Action item: Between the line containing "filename crates/engine/src/validation.rs" and the line containing "let amount = raw.parse::<Money>().map_err(|_|" lies a run of lines; give that run again exactly, with both of those lines, and nothing else from the entries below.

[Data records]
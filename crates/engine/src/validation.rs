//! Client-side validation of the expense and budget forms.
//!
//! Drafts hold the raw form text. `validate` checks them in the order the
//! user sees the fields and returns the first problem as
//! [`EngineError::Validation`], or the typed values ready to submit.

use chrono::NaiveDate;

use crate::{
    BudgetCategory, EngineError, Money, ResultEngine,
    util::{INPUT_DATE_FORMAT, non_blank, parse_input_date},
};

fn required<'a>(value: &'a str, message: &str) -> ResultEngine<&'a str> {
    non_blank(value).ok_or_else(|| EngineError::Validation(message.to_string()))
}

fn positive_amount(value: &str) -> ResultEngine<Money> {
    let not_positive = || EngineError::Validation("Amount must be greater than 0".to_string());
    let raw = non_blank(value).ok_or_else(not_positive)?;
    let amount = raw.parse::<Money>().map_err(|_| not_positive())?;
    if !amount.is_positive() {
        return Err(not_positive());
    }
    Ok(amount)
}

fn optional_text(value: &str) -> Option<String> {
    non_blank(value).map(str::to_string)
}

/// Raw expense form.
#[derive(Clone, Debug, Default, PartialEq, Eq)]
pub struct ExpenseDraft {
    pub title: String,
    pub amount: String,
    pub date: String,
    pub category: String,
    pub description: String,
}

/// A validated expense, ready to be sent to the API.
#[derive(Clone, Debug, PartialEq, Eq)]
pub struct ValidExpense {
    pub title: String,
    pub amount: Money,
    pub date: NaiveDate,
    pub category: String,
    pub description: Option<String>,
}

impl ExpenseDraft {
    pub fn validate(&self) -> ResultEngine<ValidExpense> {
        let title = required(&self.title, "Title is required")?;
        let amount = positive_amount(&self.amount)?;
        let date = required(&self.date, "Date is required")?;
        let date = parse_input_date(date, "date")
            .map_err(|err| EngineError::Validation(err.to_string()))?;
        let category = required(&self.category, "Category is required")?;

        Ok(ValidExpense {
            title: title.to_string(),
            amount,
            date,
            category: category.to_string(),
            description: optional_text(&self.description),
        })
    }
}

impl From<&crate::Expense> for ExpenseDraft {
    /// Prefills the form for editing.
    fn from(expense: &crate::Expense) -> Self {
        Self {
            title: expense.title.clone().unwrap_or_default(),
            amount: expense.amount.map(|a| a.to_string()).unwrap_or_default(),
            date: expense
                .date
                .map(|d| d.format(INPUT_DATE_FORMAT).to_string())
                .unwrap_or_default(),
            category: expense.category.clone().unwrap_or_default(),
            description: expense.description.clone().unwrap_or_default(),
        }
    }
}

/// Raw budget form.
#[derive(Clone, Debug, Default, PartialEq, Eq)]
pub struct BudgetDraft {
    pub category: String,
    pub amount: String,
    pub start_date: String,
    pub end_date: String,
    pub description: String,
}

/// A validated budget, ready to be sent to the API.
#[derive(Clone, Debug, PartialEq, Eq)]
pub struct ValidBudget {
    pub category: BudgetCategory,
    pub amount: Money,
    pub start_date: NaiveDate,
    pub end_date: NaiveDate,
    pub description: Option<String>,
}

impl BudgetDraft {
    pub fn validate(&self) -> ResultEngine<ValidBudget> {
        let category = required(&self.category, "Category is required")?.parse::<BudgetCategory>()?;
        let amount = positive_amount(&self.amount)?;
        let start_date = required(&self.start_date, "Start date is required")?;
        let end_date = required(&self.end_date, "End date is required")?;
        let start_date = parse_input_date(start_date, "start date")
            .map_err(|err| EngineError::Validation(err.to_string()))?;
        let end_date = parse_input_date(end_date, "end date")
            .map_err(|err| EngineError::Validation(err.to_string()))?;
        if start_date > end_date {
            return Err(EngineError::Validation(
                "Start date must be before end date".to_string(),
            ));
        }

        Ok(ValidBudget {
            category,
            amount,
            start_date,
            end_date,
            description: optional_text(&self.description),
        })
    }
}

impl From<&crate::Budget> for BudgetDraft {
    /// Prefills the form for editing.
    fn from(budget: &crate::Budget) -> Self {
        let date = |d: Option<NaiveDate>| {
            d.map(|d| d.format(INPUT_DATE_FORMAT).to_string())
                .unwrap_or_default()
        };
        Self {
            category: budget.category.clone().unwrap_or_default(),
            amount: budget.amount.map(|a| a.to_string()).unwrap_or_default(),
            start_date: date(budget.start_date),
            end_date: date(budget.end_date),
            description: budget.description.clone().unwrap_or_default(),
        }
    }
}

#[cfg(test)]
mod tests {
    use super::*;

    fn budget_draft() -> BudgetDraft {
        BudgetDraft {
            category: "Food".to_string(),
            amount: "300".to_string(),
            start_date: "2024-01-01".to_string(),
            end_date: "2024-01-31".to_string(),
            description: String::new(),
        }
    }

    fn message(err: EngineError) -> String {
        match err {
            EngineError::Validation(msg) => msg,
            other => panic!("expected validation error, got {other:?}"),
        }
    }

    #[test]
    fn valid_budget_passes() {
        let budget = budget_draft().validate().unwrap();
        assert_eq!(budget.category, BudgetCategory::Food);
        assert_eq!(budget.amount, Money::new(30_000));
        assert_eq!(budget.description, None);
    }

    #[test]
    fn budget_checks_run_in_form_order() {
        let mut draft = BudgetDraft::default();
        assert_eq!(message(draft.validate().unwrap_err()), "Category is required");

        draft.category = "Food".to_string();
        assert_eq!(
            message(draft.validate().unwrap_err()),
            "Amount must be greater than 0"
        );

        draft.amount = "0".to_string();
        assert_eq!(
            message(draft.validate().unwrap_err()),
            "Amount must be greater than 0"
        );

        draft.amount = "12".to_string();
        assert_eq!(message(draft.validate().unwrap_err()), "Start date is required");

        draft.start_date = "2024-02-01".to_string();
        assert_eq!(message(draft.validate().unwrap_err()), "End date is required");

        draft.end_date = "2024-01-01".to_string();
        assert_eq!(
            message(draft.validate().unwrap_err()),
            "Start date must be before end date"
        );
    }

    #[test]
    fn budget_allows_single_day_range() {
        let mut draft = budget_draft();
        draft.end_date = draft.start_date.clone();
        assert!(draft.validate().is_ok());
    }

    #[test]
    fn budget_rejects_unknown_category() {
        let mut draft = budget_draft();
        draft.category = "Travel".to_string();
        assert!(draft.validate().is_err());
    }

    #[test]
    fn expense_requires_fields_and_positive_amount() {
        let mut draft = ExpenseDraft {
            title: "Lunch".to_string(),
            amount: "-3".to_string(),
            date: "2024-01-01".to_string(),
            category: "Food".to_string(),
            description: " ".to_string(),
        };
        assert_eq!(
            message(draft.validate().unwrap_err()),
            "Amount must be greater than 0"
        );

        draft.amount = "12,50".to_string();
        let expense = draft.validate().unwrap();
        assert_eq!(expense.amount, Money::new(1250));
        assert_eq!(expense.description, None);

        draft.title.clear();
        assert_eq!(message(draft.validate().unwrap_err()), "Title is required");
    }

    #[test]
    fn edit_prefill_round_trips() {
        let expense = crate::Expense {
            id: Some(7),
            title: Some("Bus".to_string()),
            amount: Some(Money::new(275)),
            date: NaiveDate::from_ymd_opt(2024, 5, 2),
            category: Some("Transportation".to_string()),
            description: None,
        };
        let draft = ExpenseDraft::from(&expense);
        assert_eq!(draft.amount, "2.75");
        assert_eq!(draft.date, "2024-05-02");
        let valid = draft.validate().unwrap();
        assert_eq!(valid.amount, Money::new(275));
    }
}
---
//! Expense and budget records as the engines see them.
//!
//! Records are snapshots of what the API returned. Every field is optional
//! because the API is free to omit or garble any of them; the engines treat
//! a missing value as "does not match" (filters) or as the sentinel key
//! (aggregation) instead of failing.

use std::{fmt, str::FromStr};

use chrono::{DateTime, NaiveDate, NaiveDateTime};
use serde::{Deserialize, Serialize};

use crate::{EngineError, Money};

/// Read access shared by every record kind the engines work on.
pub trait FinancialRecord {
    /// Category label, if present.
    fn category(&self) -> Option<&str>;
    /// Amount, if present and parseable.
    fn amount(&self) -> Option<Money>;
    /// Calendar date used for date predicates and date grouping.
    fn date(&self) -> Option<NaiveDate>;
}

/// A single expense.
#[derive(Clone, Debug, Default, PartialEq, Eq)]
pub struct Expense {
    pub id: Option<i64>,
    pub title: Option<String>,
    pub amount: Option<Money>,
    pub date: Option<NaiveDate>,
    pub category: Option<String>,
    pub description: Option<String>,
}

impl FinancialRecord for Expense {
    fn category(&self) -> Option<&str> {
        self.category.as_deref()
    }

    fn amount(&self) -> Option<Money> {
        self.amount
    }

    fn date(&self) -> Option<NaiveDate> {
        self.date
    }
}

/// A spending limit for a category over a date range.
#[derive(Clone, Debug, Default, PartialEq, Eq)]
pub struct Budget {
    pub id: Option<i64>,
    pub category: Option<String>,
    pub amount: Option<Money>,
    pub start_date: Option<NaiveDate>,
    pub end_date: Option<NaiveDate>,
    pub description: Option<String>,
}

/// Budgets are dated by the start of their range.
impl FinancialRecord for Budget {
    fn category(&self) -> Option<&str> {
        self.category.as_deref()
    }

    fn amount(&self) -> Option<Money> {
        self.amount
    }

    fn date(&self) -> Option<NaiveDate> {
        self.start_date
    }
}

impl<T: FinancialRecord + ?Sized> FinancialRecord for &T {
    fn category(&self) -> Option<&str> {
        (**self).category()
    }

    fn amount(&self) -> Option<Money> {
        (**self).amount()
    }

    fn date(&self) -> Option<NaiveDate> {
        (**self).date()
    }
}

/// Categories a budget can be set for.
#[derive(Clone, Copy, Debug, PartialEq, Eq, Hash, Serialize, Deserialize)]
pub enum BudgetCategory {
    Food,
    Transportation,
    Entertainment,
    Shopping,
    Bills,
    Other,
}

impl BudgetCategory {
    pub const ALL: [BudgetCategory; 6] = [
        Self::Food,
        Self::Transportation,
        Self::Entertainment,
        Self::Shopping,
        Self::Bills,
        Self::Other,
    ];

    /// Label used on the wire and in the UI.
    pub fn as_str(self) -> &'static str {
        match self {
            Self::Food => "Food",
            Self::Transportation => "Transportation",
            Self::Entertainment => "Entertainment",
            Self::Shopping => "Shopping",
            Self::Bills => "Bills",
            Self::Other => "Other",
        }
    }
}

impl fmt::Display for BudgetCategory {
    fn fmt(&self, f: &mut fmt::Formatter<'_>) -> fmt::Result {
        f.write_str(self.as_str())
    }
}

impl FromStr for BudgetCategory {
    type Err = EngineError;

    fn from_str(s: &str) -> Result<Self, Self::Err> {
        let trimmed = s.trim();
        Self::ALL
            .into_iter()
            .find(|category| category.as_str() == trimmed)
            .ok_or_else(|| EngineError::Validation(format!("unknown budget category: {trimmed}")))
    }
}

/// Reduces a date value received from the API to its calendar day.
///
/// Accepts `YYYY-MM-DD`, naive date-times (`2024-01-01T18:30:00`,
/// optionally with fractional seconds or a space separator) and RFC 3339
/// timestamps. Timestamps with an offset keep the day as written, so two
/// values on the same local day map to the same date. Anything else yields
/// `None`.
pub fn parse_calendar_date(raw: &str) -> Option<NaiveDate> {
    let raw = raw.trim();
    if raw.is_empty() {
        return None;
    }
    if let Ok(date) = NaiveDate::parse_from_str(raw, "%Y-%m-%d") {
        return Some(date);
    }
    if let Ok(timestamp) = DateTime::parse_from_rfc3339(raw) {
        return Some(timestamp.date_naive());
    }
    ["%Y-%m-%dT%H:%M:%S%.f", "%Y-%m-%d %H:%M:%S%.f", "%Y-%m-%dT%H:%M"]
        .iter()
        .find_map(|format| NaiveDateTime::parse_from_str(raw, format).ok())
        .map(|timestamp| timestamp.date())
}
* * *
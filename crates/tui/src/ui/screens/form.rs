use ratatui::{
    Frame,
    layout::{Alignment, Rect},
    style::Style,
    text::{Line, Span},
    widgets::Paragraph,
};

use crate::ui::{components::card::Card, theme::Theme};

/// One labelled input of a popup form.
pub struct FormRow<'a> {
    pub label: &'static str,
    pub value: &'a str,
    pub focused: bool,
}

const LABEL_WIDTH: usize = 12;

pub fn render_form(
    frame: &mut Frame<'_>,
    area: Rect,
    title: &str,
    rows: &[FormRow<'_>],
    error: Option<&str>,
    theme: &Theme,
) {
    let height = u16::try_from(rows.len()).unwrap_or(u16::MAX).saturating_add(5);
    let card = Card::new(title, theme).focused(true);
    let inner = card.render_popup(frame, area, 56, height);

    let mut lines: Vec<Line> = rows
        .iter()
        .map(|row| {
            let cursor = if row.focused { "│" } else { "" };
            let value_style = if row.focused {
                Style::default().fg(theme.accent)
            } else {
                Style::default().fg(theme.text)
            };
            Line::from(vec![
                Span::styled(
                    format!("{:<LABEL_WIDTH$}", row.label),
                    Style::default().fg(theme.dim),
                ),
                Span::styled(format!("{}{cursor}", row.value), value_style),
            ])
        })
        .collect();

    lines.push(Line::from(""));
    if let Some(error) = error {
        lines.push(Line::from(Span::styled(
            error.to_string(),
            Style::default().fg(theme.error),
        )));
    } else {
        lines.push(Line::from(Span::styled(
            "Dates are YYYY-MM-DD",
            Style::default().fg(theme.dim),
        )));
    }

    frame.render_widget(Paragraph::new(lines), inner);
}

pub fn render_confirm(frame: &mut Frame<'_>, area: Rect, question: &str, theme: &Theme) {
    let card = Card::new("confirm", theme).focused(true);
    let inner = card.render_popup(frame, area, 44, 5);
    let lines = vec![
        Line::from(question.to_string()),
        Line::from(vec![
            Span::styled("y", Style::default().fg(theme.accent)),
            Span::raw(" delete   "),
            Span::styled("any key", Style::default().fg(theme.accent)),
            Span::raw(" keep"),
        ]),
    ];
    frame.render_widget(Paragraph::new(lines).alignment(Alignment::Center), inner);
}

Response area:
filename crates/engine/src/validation.rs
//! Client-side validation of the expense and budget forms.
//!
//! Drafts hold the raw form text. `validate` checks them in the order the
//! user sees the fields and returns the first problem as
//! [`EngineError::Validation`], or the typed values ready to submit.

use chrono::NaiveDate;

use crate::{
    BudgetCategory, EngineError, Money, ResultEngine,
    util::{INPUT_DATE_FORMAT, non_blank, parse_input_date},
};

fn required<'a>(value: &'a str, message: &str) -> ResultEngine<&'a str> {
    non_blank(value).ok_or_else(|| EngineError::Validation(message.to_string()))
}

fn positive_amount(value: &str) -> ResultEngine<Money> {
    let not_positive = || EngineError::Validation("Amount must be greater than 0".to_string());
    let raw = non_blank(value).ok_or_else(not_positive)?;
    let amount = raw.parse::<Money>().map_err(|_| not_positive())?;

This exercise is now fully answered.